Non-Steriodal inflammatory drugs (NSAID)
Only prescribe an NSAID if the benefits of treatment clearly outweigh the risks and a need for an anti-inflammatory agent is identified.
3 Steps to NSAID Prescribing
Don’t use them unless you have to
- The only way to avoid NSAID side-effects is not to use them
- Paracetamol works for many
- Employ non-drug interventions routinely
- Consider short-term course (1-2 weeks) of topical NSAID
If you have to use them, use them wisely
- The balance of benefits and risks needs to be carefully assessed; think about CV, GI and renal issues routinely.

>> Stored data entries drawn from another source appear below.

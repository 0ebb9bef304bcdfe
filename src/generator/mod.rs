//! 生成器
//!
//! 生成器是一个可恢复的计算，每次推进都会同步运行到下一个产出值或完成，不需要任何执行器。
//! 生成器在构建时立即开始运行，所以第一个产出值在构建后即可读取。
//!
//! 生成器的函数体是一个显式的状态机，实现[Resumable]即可，也可以通过[from_fn]、[from_iter]或[from_stream]构建。
//!
//! [Resumable]: trait.Resumable.html
//! [from_fn]: fn.from_fn.html
//! [from_iter]: fn.from_iter.html
//! [from_stream]: fn.from_stream.html

use std::mem;
use std::panic::{self, AssertUnwindSafe};
use std::task::{Context, Poll};

use futures::{stream::{LocalBoxStream, Stream, StreamExt},
              task::noop_waker_ref};

use crate::error::panic_message;

mod range;
mod shape;

pub use shape::{Generator, Routine, Sequence};
pub use range::{range, Range};

/// 用于编写异步流函数体的宏，配合[from_stream]使用
pub use async_stream::stream;

///
/// 生成器函数体的一次恢复结果
///
#[derive(Debug, Clone, Copy, PartialEq, Eq)]
pub enum GeneratorState<Y, R> {
    Yielded(Y),     //产出一个值，并在此处挂起
    Complete(R),    //已完成，并返回完成值
}

///
/// 可恢复的函数体，每次恢复都运行到下一个产出点或完成
///
/// 完成后不会再被恢复
///
pub trait Resumable {
    type Yield;
    type Return;

    /// 从上一个挂起点恢复运行
    fn resume(&mut self) -> GeneratorState<Self::Yield, Self::Return>;
}

impl<B: Resumable + ?Sized> Resumable for Box<B> {
    type Yield = B::Yield;
    type Return = B::Return;

    fn resume(&mut self) -> GeneratorState<Self::Yield, Self::Return> {
        (**self).resume()
    }
}

///
/// 由闭包构建的函数体
///
pub struct FromFn<F>(F);

impl<F, Y, R> Resumable for FromFn<F>
    where F: FnMut() -> GeneratorState<Y, R> {
    type Yield = Y;
    type Return = R;

    #[inline]
    fn resume(&mut self) -> GeneratorState<Y, R> {
        (self.0)()
    }
}

/// 用闭包构建函数体，闭包每次调用相当于一次恢复
pub fn from_fn<F, Y, R>(f: F) -> FromFn<F>
    where F: FnMut() -> GeneratorState<Y, R> {
    FromFn(f)
}

///
/// 由迭代器构建的函数体
///
pub struct FromIter<I>(I);

impl<I: Iterator> Resumable for FromIter<I> {
    type Yield = I::Item;
    type Return = ();

    fn resume(&mut self) -> GeneratorState<I::Item, ()> {
        match self.0.next() {
            Some(value) => GeneratorState::Yielded(value),
            None => GeneratorState::Complete(()),
        }
    }
}

/// 用迭代器构建函数体，迭代器结束即完成
pub fn from_iter<I>(iter: I) -> FromIter<I::IntoIter>
    where I: IntoIterator {
    FromIter(iter.into_iter())
}

///
/// 由异步流构建的函数体
///
/// 异步流只会被同步推动，如果异步流需要等待外部事件，则视为函数体内部失败
///
pub struct StreamBody<T>(LocalBoxStream<'static, T>);

impl<T> Resumable for StreamBody<T> {
    type Yield = T;
    type Return = ();

    fn resume(&mut self) -> GeneratorState<T, ()> {
        let mut context = Context::from_waker(noop_waker_ref());
        match self.0.as_mut().poll_next(&mut context) {
            Poll::Ready(Some(value)) => GeneratorState::Yielded(value),
            Poll::Ready(None) => GeneratorState::Complete(()),
            Poll::Pending => {
                //生成器不能跨调度挂起
                panic!("Generator body suspended on an external event");
            },
        }
    }
}

/// 用异步流构建函数体，通常配合stream!使用
pub fn from_stream<S>(stream: S) -> StreamBody<S::Item>
    where S: Stream + 'static {
    StreamBody(stream.boxed_local())
}

// 类型擦除后的函数体
pub(crate) type BoxedBody<Y, R> = Box<dyn Resumable<Yield = Y, Return = R>>;

// 挂起的计算，持有函数体和最近一次恢复的结果
pub(crate) struct Frame<Y, R> {
    body:   BoxedBody<Y, R>,                            //函数体
    state:  GeneratorState<Y, R>,                       //最近一次的产出值或完成值
}

impl<Y, R> Frame<Y, R> {
    // 构建并立即运行到第一个产出点或完成，函数体失败时返回失败原因
    pub(crate) fn start<B>(body: B) -> Result<Self, (BoxedBody<Y, R>, String)>
        where B: Resumable<Yield = Y, Return = R> + 'static {
        let mut body: BoxedBody<Y, R> = Box::new(body);
        match resume_body(&mut body) {
            Ok(state) => Ok(Frame { body, state }),
            Err(reason) => Err((body, reason)),
        }
    }

    // 用指定的状态构建，函数体不会再被恢复
    pub(crate) fn finished(body: BoxedBody<Y, R>, ret: R) -> Self {
        Frame {
            body,
            state: GeneratorState::Complete(ret),
        }
    }

    #[inline]
    pub(crate) fn is_done(&self) -> bool {
        if let GeneratorState::Complete(_) = self.state {
            true
        } else {
            false
        }
    }

    #[inline]
    pub(crate) fn state(&self) -> &GeneratorState<Y, R> {
        &self.state
    }

    // 未完成则运行到下一个产出点或完成，返回被替换的上一个产出值
    pub(crate) fn step(&mut self) -> Result<Option<Y>, String> {
        if self.is_done() {
            return Ok(None);
        }

        let next = resume_body(&mut self.body)?;
        match mem::replace(&mut self.state, next) {
            GeneratorState::Yielded(value) => Ok(Some(value)),
            GeneratorState::Complete(_) => Ok(None),
        }
    }

    // 函数体失败后强制完成
    pub(crate) fn abandon(&mut self, ret: R) {
        self.state = GeneratorState::Complete(ret);
    }
}

// 恢复函数体，并捕获函数体内部的失败
fn resume_body<Y, R>(body: &mut BoxedBody<Y, R>) -> Result<GeneratorState<Y, R>, String> {
    panic::catch_unwind(AssertUnwindSafe(|| body.resume()))
        .map_err(|payload| panic_message(&*payload))
}

#[test]
fn test_frame_starts_eagerly() {
    use std::cell::Cell;
    use std::rc::Rc;

    let resumed = Rc::new(Cell::new(0));
    let resumed_copy = resumed.clone();
    let frame = Frame::start(from_fn(move || {
        resumed_copy.set(resumed_copy.get() + 1);
        GeneratorState::<usize, ()>::Yielded(resumed_copy.get())
    })).ok().unwrap();

    assert_eq!(resumed.get(), 1);
    assert_eq!(frame.state(), &GeneratorState::Yielded(1));
}

#[test]
fn test_frame_step_returns_previous() {
    let mut frame = Frame::start(from_iter(vec!["a", "b"])).ok().unwrap();

    assert_eq!(frame.step(), Ok(Some("a")));
    assert_eq!(frame.state(), &GeneratorState::Yielded("b"));
    assert_eq!(frame.step(), Ok(Some("b")));
    assert!(frame.is_done());
    assert_eq!(frame.step(), Ok(None));
}

#[test]
fn test_frame_catches_body_failure() {
    let mut count = 0;
    let result = Frame::start(from_fn(move || {
        count += 1;
        if count > 1 {
            panic!("body failed at {}", count);
        }
        GeneratorState::<usize, ()>::Yielded(count)
    }));

    let mut frame = match result {
        Ok(frame) => frame,
        Err((_, reason)) => panic!("unexpected failure: {}", reason),
    };
    assert_eq!(frame.step(), Err("body failed at 2".to_string()));

    frame.abandon(());
    assert!(frame.is_done());
}

#[test]
fn test_stream_body() {
    let mut body = from_stream(stream! {
        for word in vec!["123", "456", "789"] {
            yield word.to_string();
        }
    });

    assert_eq!(body.resume(), GeneratorState::Yielded("123".to_string()));
    assert_eq!(body.resume(), GeneratorState::Yielded("456".to_string()));
    assert_eq!(body.resume(), GeneratorState::Yielded("789".to_string()));
    assert_eq!(body.resume(), GeneratorState::Complete(()));
}

#[test]
#[should_panic(expected = "suspended on an external event")]
fn test_stream_body_cannot_suspend() {
    let mut body = from_stream(futures::stream::pending::<usize>());
    let _ = body.resume();
}
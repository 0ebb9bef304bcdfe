//! 协程运行时错误
//!

use std::any::Any;
use std::io;
use std::process;

use backtrace::Backtrace;
use log::error;
use thiserror::Error;

///
/// 协程运行时错误
///
#[derive(Debug, Error)]
pub enum CoroError {
    /// 生成器已完成，不再有当前值
    #[error("end of sequence")]
    EndOfSequence,

    /// 在不允许的状态下调用，例如重复的join或detach
    #[error("invalid state: {0}")]
    InvalidState(&'static str),

    /// 生成器或异步任务内部失败，只有Routine会把它作为值保留，其它情况会终止进程
    #[error("fatal: {0}")]
    Fatal(String),

    /// 派发的异步任务在完成前丢失了所有的继续
    #[error("computation abandoned: {0}")]
    Abandoned(&'static str),

    /// 工作者线程创建失败或配置无效
    #[error(transparent)]
    Io(#[from] io::Error),
}

/// 协程运行时结果
pub type Result<T> = std::result::Result<T, CoroError>;

/// 记录内部失败和当前调用栈，并立即终止进程
pub fn fatal(err: CoroError) -> ! {
    error!("Coroutine runtime failed, reason: {}\n{:?}", err, Backtrace::new());
    process::abort()
}

// 从捕获的panic中提取失败原因
pub(crate) fn panic_message(payload: &(dyn Any + Send)) -> String {
    if let Some(msg) = payload.downcast_ref::<&'static str>() {
        (*msg).to_string()
    } else if let Some(msg) = payload.downcast_ref::<String>() {
        msg.clone()
    } else {
        "unknown panic".to_string()
    }
}

#[test]
fn test_panic_message() {
    use std::panic;

    let payload = panic::catch_unwind(|| panic!("static reason")).unwrap_err();
    assert_eq!(panic_message(&*payload), "static reason");

    let payload = panic::catch_unwind(|| panic!("formatted {}", 42)).unwrap_err();
    assert_eq!(panic_message(&*payload), "formatted 42");

    let payload = panic::catch_unwind(|| panic::panic_any(7usize)).unwrap_err();
    assert_eq!(panic_message(&*payload), "unknown panic");
}

#[test]
fn test_error_display() {
    assert_eq!(CoroError::EndOfSequence.to_string(), "end of sequence");
    assert_eq!(CoroError::InvalidState("can't join").to_string(), "invalid state: can't join");

    let err: CoroError = io::Error::new(io::ErrorKind::InvalidInput, "zero workers").into();
    assert!(matches!(err, CoroError::Io(_)));
    assert_eq!(err.to_string(), "zero workers");
}
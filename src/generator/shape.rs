use log::warn;

use crate::error::{fatal, CoroError, Result};
use super::{Frame, GeneratorState, Resumable};

///
/// 带完成值的生成器
///
/// 完成后，当前值的读取会一直返回完成值
///
pub struct Generator<T> {
    frame: Frame<T, T>,
}

impl<T> Generator<T> {
    /// 用指定的函数体构建生成器，并立即运行到第一个产出点或完成
    pub fn new<B>(body: B) -> Self
        where B: Resumable<Yield = T, Return = T> + 'static {
        match Frame::start(body) {
            Ok(frame) => Generator { frame },
            Err((_, reason)) => fatal(CoroError::Fatal(reason)),
        }
    }

    /// 判断生成器是否已完成
    #[inline]
    pub fn is_done(&self) -> bool {
        self.frame.is_done()
    }

    /// 推进生成器到下一个产出点或完成，已完成则忽略
    pub fn advance(&mut self) {
        if let Err(reason) = self.frame.step() {
            fatal(CoroError::Fatal(reason));
        }
    }

    /// 获取当前值，已完成则获取完成值
    pub fn current(&self) -> &T {
        match self.frame.state() {
            GeneratorState::Yielded(value) => value,
            GeneratorState::Complete(value) => value,
        }
    }

    /// 获取完成值，未完成则返回空
    pub fn completion(&self) -> Option<&T> {
        match self.frame.state() {
            GeneratorState::Complete(value) => Some(value),
            _ => None,
        }
    }

    /// 推进生成器，并获取推进后的当前值，已完成则重复返回完成值
    pub fn resume(&mut self) -> &T {
        self.advance();
        self.current()
    }
}

impl<T> Iterator for Generator<T> {
    type Item = T;

    fn next(&mut self) -> Option<T> {
        match self.frame.step() {
            Ok(value) => value,
            Err(reason) => fatal(CoroError::Fatal(reason)),
        }
    }
}

///
/// 只有产出值的生成器
///
/// 完成后，当前值的读取会返回EndOfSequence
///
pub struct Sequence<T> {
    frame: Frame<T, ()>,
}

impl<T> Sequence<T> {
    /// 用指定的函数体构建生成器，并立即运行到第一个产出点或完成
    pub fn new<B>(body: B) -> Self
        where B: Resumable<Yield = T, Return = ()> + 'static {
        match Frame::start(body) {
            Ok(frame) => Sequence { frame },
            Err((_, reason)) => fatal(CoroError::Fatal(reason)),
        }
    }

    /// 判断生成器是否已完成
    #[inline]
    pub fn is_done(&self) -> bool {
        self.frame.is_done()
    }

    /// 推进生成器到下一个产出点或完成，已完成则忽略
    pub fn advance(&mut self) {
        if let Err(reason) = self.frame.step() {
            fatal(CoroError::Fatal(reason));
        }
    }

    /// 获取当前值
    pub fn current(&self) -> Result<&T> {
        match self.frame.state() {
            GeneratorState::Yielded(value) => Ok(value),
            GeneratorState::Complete(_) => Err(CoroError::EndOfSequence),
        }
    }

    /// 推进生成器，并获取推进后的当前值
    pub fn resume(&mut self) -> Result<&T> {
        if self.is_done() {
            return Err(CoroError::EndOfSequence);
        }

        self.advance();
        self.current()
    }
}

impl<T> Iterator for Sequence<T> {
    type Item = T;

    fn next(&mut self) -> Option<T> {
        match self.frame.step() {
            Ok(value) => value,
            Err(reason) => fatal(CoroError::Fatal(reason)),
        }
    }
}

///
/// 既没有产出值也没有完成值的生成器
///
/// 函数体内部失败不会终止进程，生成器会直接完成，并保留失败原因
///
pub struct Routine {
    frame:      Frame<(), ()>,      //挂起的计算
    failure:    Option<CoroError>,  //函数体内部失败的原因
}

impl Routine {
    /// 用指定的函数体构建生成器，并立即运行到第一个挂起点或完成
    pub fn new<B>(body: B) -> Self
        where B: Resumable<Yield = (), Return = ()> + 'static {
        match Frame::start(body) {
            Ok(frame) => Routine {
                frame,
                failure: None,
            },
            Err((body, reason)) => {
                warn!("Routine failed at startup, reason: {}", reason);
                Routine {
                    frame: Frame::finished(body, ()),
                    failure: Some(CoroError::Fatal(reason)),
                }
            },
        }
    }

    /// 判断生成器是否已完成
    #[inline]
    pub fn is_done(&self) -> bool {
        self.frame.is_done()
    }

    /// 获取函数体内部失败的原因
    pub fn failure(&self) -> Option<&CoroError> {
        self.failure.as_ref()
    }

    /// 推进生成器到下一个挂起点或完成，已完成则忽略
    pub fn advance(&mut self) {
        if let Err(reason) = self.frame.step() {
            warn!("Routine failed, reason: {}", reason);
            self.frame.abandon(());
            self.failure = Some(CoroError::Fatal(reason));
        }
    }

    /// 推进生成器，已完成则返回EndOfSequence
    pub fn resume(&mut self) -> Result<()> {
        if self.is_done() {
            return Err(CoroError::EndOfSequence);
        }

        self.advance();
        Ok(())
    }
}

impl Iterator for Routine {
    type Item = ();

    fn next(&mut self) -> Option<()> {
        if self.is_done() {
            return None;
        }

        self.advance();
        Some(())
    }
}

#[cfg(test)]
fn countdown(from: usize, ret: usize) -> Generator<usize> {
    let mut next = from;
    Generator::new(super::from_fn(move || {
        if next == 0 {
            GeneratorState::Complete(ret)
        } else {
            next -= 1;
            GeneratorState::Yielded(next + 1)
        }
    }))
}

#[test]
fn test_generator_terminal_read() {
    let mut gen = countdown(2, 99);

    assert_eq!(*gen.current(), 2);
    assert_eq!(gen.completion(), None);
    assert_eq!(*gen.resume(), 1);
    assert_eq!(*gen.resume(), 99);
    assert!(gen.is_done());

    //完成后重复读取完成值
    for _ in 0..3 {
        assert_eq!(*gen.resume(), 99);
        assert_eq!(*gen.current(), 99);
    }
    assert_eq!(gen.completion(), Some(&99));
}

#[test]
fn test_generator_iterate() {
    let mut gen = countdown(3, 7);

    let values: Vec<usize> = (&mut gen).collect();
    assert_eq!(values, vec![3, 2, 1]);
    assert!(gen.is_done());
    assert_eq!(*gen.current(), 7);
    assert_eq!(gen.next(), None);
}

#[test]
fn test_generator_completes_immediately() {
    let gen = countdown(0, 5);

    assert!(gen.is_done());
    assert_eq!(*gen.current(), 5);
    assert_eq!(gen.count(), 0);
}

#[test]
fn test_sequence_end_of_sequence() {
    let mut seq = Sequence::new(super::from_iter(vec![10, 20]));

    assert_eq!(seq.current().ok(), Some(&10));
    assert_eq!(seq.resume().ok(), Some(&20));
    assert!(matches!(seq.resume(), Err(CoroError::EndOfSequence)));
    assert!(seq.is_done());

    for _ in 0..3 {
        assert!(matches!(seq.resume(), Err(CoroError::EndOfSequence)));
        assert!(matches!(seq.current(), Err(CoroError::EndOfSequence)));
    }
}

#[test]
fn test_sequence_single_pass() {
    let mut seq = Sequence::new(super::from_iter(1..=5));

    let head: Vec<i32> = (&mut seq).take(2).collect();
    assert_eq!(head, vec![1, 2]);
    assert_eq!(seq.current().ok(), Some(&3));

    let rest: Vec<i32> = (&mut seq).collect();
    assert_eq!(rest, vec![3, 4, 5]);
    assert_eq!(seq.next(), None);
}

#[test]
fn test_sequence_from_stream() {
    use super::stream;

    let seq = Sequence::new(super::from_stream(stream! {
        for word in vec!["123", "456", "789"] {
            yield word.to_string();
        }
    }));

    assert_eq!(seq.collect::<Vec<String>>(), vec!["123", "456", "789"]);
}

#[test]
fn test_routine() {
    use std::cell::Cell;
    use std::rc::Rc;

    let steps = Rc::new(Cell::new(0));
    let steps_copy = steps.clone();
    let mut routine = Routine::new(super::from_fn(move || {
        steps_copy.set(steps_copy.get() + 1);
        if steps_copy.get() < 3 {
            GeneratorState::Yielded(())
        } else {
            GeneratorState::Complete(())
        }
    }));

    assert_eq!(steps.get(), 1);
    assert!(routine.resume().is_ok());
    assert_eq!(steps.get(), 2);
    assert_eq!((&mut routine).count(), 1);
    assert_eq!(steps.get(), 3);
    assert!(routine.is_done());
    assert!(matches!(routine.resume(), Err(CoroError::EndOfSequence)));
    assert!(routine.failure().is_none());
}

#[test]
fn test_routine_keeps_failure() {
    let mut started = false;
    let mut routine = Routine::new(super::from_fn(move || {
        if started {
            panic!("routine body failed");
        }
        started = true;
        GeneratorState::Yielded(())
    }));

    assert!(!routine.is_done());
    routine.advance();
    assert!(routine.is_done());
    match routine.failure() {
        Some(CoroError::Fatal(reason)) => assert_eq!(reason, "routine body failed"),
        other => panic!("unexpected failure: {:?}", other),
    }
    assert!(matches!(routine.resume(), Err(CoroError::EndOfSequence)));

    let routine = Routine::new(super::from_fn(|| -> GeneratorState<(), ()> {
        panic!("failed at startup");
    }));
    assert!(routine.is_done());
    assert!(routine.failure().is_some());
}

#[test]
fn test_panicking_sequence_aborts() {
    crate::tests::assert_aborts("generator::shape::test_panicking_sequence_aborts", || {
        let mut step = 0;
        let mut seq = Sequence::new(super::from_fn(move || {
            step += 1;
            if step > 1 {
                panic!("body failed at {}", step);
            }
            GeneratorState::Yielded(step)
        }));
        seq.advance();
    });
}
//! 等待器
//!
//! 等待器把一个基于回调的异步操作转换为异步任务的一个挂起点。
//! 异步任务在挂起时把继续交给等待器，等待器构建完成回调，并把完成回调和执行器交给发起函数；
//! 完成回调被调用时保存结果，并在调用完成回调的线程上恢复异步任务。
//!

use std::future::Future;
use std::pin::Pin;
use std::sync::Arc;
use std::sync::atomic::{AtomicBool, Ordering};
use std::task::{Context, Poll, Waker};

use log::warn;
use parking_lot::Mutex;

use crate::error::{CoroError, Result};
use super::Executor;

/// 发起函数，接收完成回调和执行器，并保证最终调用一次完成回调
pub type Initiator<T, E> = Box<dyn FnOnce(Complete<T>, &E) + Send + 'static>;

// 等待器和完成回调共享的状态
struct AwaitShared<T> {
    ready:  AtomicBool,             //结果是否已就绪
    slot:   Mutex<AwaitSlot<T>>,    //结果和继续
}

// 结果和继续
struct AwaitSlot<T> {
    result:         Option<T>,      //异步操作的结果
    continuation:   Option<Waker>,  //挂起的异步任务的继续
}

///
/// 完成回调
///
/// 完成回调只能调用一次，调用后保存结果并恢复挂起的异步任务
///
pub struct Complete<T> {
    shared: Option<Arc<AwaitShared<T>>>,
}

impl<T> Complete<T> {
    /// 保存异步操作的结果，并在当前线程上恢复挂起的异步任务
    pub fn complete(mut self, value: T) {
        if let Some(shared) = self.shared.take() {
            let continuation = {
                let mut slot = shared.slot.lock();
                slot.result = Some(value);
                shared.ready.store(true, Ordering::Release);
                slot.continuation.take()
            };

            //在锁外恢复，继续可能会立即推动异步任务
            if let Some(continuation) = continuation {
                continuation.wake();
            }
        }
    }
}

impl<T> Drop for Complete<T> {
    fn drop(&mut self) {
        if let Some(shared) = self.shared.take() {
            //未完成就被释放，则释放继续，挂起的异步任务将不会被恢复
            warn!("Completion callback dropped without a result");
            let continuation = shared.slot.lock().continuation.take();
            drop(continuation);
        }
    }
}

///
/// 等待器
///
pub struct Awaiter<T, E: Executor + ?Sized = dyn Executor> {
    initiator:  Option<Initiator<T, E>>,    //发起函数，挂起时被取出
    executor:   Arc<E>,                     //发起函数使用的执行器
    shared:     Arc<AwaitShared<T>>,        //和完成回调共享的状态
}

impl<T, E: Executor + ?Sized> Awaiter<T, E> {
    /// 用指定的发起函数和执行器构建等待器
    pub fn new<F>(initiator: F, executor: &Arc<E>) -> Self
        where F: FnOnce(Complete<T>, &E) + Send + 'static {
        Awaiter {
            initiator: Some(Box::new(initiator)),
            executor: executor.clone(),
            shared: Arc::new(AwaitShared {
                ready: AtomicBool::new(false),
                slot: Mutex::new(AwaitSlot {
                    result: None,
                    continuation: None,
                }),
            }),
        }
    }

    /// 获取发起函数使用的执行器
    pub fn executor(&self) -> &Arc<E> {
        &self.executor
    }

    /// 判断结果是否已就绪
    #[inline]
    pub fn ready(&self) -> bool {
        self.shared.ready.load(Ordering::Acquire)
    }

    /// 挂起，注册指定的继续，并在首次挂起时调用发起函数
    ///
    /// 再次挂起只会替换已注册的继续，结果已就绪则立即恢复指定的继续
    pub fn suspend(&mut self, continuation: Waker) {
        {
            let mut slot = self.shared.slot.lock();
            if self.shared.ready.load(Ordering::Acquire) {
                drop(slot);
                continuation.wake();
                return;
            }
            slot.continuation = Some(continuation);
        }

        if let Some(initiator) = self.initiator.take() {
            let complete = Complete {
                shared: Some(self.shared.clone()),
            };
            initiator(complete, &*self.executor);
        }
    }

    /// 恢复，并获取异步操作的结果
    pub fn resume(&mut self) -> Result<T> {
        if !self.ready() {
            return Err(CoroError::InvalidState("awaiter is not ready"));
        }

        self.shared
            .slot
            .lock()
            .result
            .take()
            .ok_or(CoroError::InvalidState("awaiter result already consumed"))
    }
}

impl<T, E: Executor + ?Sized> Future for Awaiter<T, E> {
    type Output = T;

    fn poll(self: Pin<&mut Self>, cx: &mut Context<'_>) -> Poll<Self::Output> {
        let awaiter = self.get_mut();
        if !awaiter.ready() {
            awaiter.suspend(cx.waker().clone());
            if !awaiter.ready() {
                //等待完成回调恢复
                return Poll::Pending;
            }
        }

        match awaiter.resume() {
            Ok(value) => Poll::Ready(value),
            Err(_) => panic!("`Awaiter` polled after completion"),
        }
    }
}

#[cfg(test)]
struct CountWaker(std::sync::atomic::AtomicUsize);

#[cfg(test)]
impl futures::task::ArcWake for CountWaker {
    fn wake_by_ref(arc_self: &Arc<Self>) {
        arc_self.0.fetch_add(1, Ordering::SeqCst);
    }
}

#[test]
fn test_awaiter_sync_completion() {
    use std::sync::atomic::AtomicUsize;
    use crate::rt::{ExecutorExt, InlineExecutor};

    let executor = Arc::new(InlineExecutor);
    let mut awaiter = Awaiter::new(|complete: Complete<usize>, executor: &InlineExecutor| {
        executor.post(move || complete.complete(42));
    }, &executor);
    assert!(!awaiter.ready());
    assert!(matches!(awaiter.resume(), Err(CoroError::InvalidState(_))));

    let counter = Arc::new(CountWaker(AtomicUsize::new(0)));
    awaiter.suspend(futures::task::waker(counter.clone()));

    //完成回调已在挂起时同步调用，并恢复了继续
    assert!(awaiter.ready());
    assert_eq!(counter.0.load(Ordering::SeqCst), 1);
    assert_eq!(awaiter.resume().unwrap(), 42);
    assert!(matches!(awaiter.resume(), Err(CoroError::InvalidState(_))));
}

#[test]
fn test_awaiter_initiator_runs_once() {
    use std::sync::atomic::AtomicUsize;
    use futures::task::noop_waker;
    use crate::rt::InlineExecutor;

    let started = Arc::new(AtomicUsize::new(0));
    let started_copy = started.clone();
    let slot = Arc::new(Mutex::new(None));
    let slot_copy = slot.clone();
    let mut awaiter = Awaiter::new(move |complete: Complete<&'static str>, _: &InlineExecutor| {
        started_copy.fetch_add(1, Ordering::SeqCst);
        *slot_copy.lock() = Some(complete);
    }, &Arc::new(InlineExecutor));

    awaiter.suspend(noop_waker());
    awaiter.suspend(noop_waker());
    assert_eq!(started.load(Ordering::SeqCst), 1);
    assert!(!awaiter.ready());

    //替换后的继续被恢复
    let counter = Arc::new(CountWaker(AtomicUsize::new(0)));
    awaiter.suspend(futures::task::waker(counter.clone()));
    let complete = slot.lock().take().unwrap();
    complete.complete("done");
    assert_eq!(counter.0.load(Ordering::SeqCst), 1);
    assert_eq!(awaiter.resume().unwrap(), "done");
}

#[test]
fn test_awaiter_dropped_callback() {
    use std::sync::atomic::AtomicUsize;
    use crate::rt::InlineExecutor;

    let mut awaiter = Awaiter::new(|complete: Complete<usize>, _: &InlineExecutor| {
        drop(complete);
    }, &Arc::new(InlineExecutor));

    let counter = Arc::new(CountWaker(AtomicUsize::new(0)));
    awaiter.suspend(futures::task::waker(counter.clone()));

    //继续已被释放，且不会被恢复
    assert!(!awaiter.ready());
    assert_eq!(counter.0.load(Ordering::SeqCst), 0);
    assert_eq!(Arc::strong_count(&counter), 1);
}

#[test]
fn test_awaiter_on_thread_pool() {
    use futures::executor::block_on;
    use crate::rt::{ExecutorExt, thread_pool::ThreadPool};

    let pool = Arc::new(ThreadPool::new(2).unwrap());
    let executor: Arc<dyn Executor> = pool.clone();

    let awaiter = Awaiter::<String, dyn Executor>::new(|complete, executor| {
        executor.post(move || {
            complete.complete(format!("from {:?}", std::thread::current().name()));
        });
    }, &executor);
    let value = block_on(awaiter);
    assert!(value.starts_with("from Some(\"pi-coro-worker-"));

    let unit = Awaiter::<(), dyn Executor>::new(|complete, executor| {
        executor.post(move || complete.complete(()));
    }, &executor);
    block_on(unit);

    drop(executor);
    pool.join().unwrap();
}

- Use a safer drug (ibuprofen, then naproxen) in the lowest effective dose for the shortest period
- NSAID users should be a high priority for medication review: are NSAIDs effective/needed? Drug holidays? Don’t issue repeat prescriptions without review.
- Short acting NSAIDs are preferred for the majority of patients as they allow flexible dosing leading to better control of symptoms using lower daily doses.
Consider gastroprotection in those at high risk (NICE definition)
- Options are PPIs, double-dose H2RAs, Misoprostol
- COX-2 should be considered only in those at high GI risk, but also consider the CV risks.
- Systemic as well as local effects of NSAIDs contribute to gastrointestinal damage. This damage may not be prevented by the use of enteric-coated tablets or suppositories.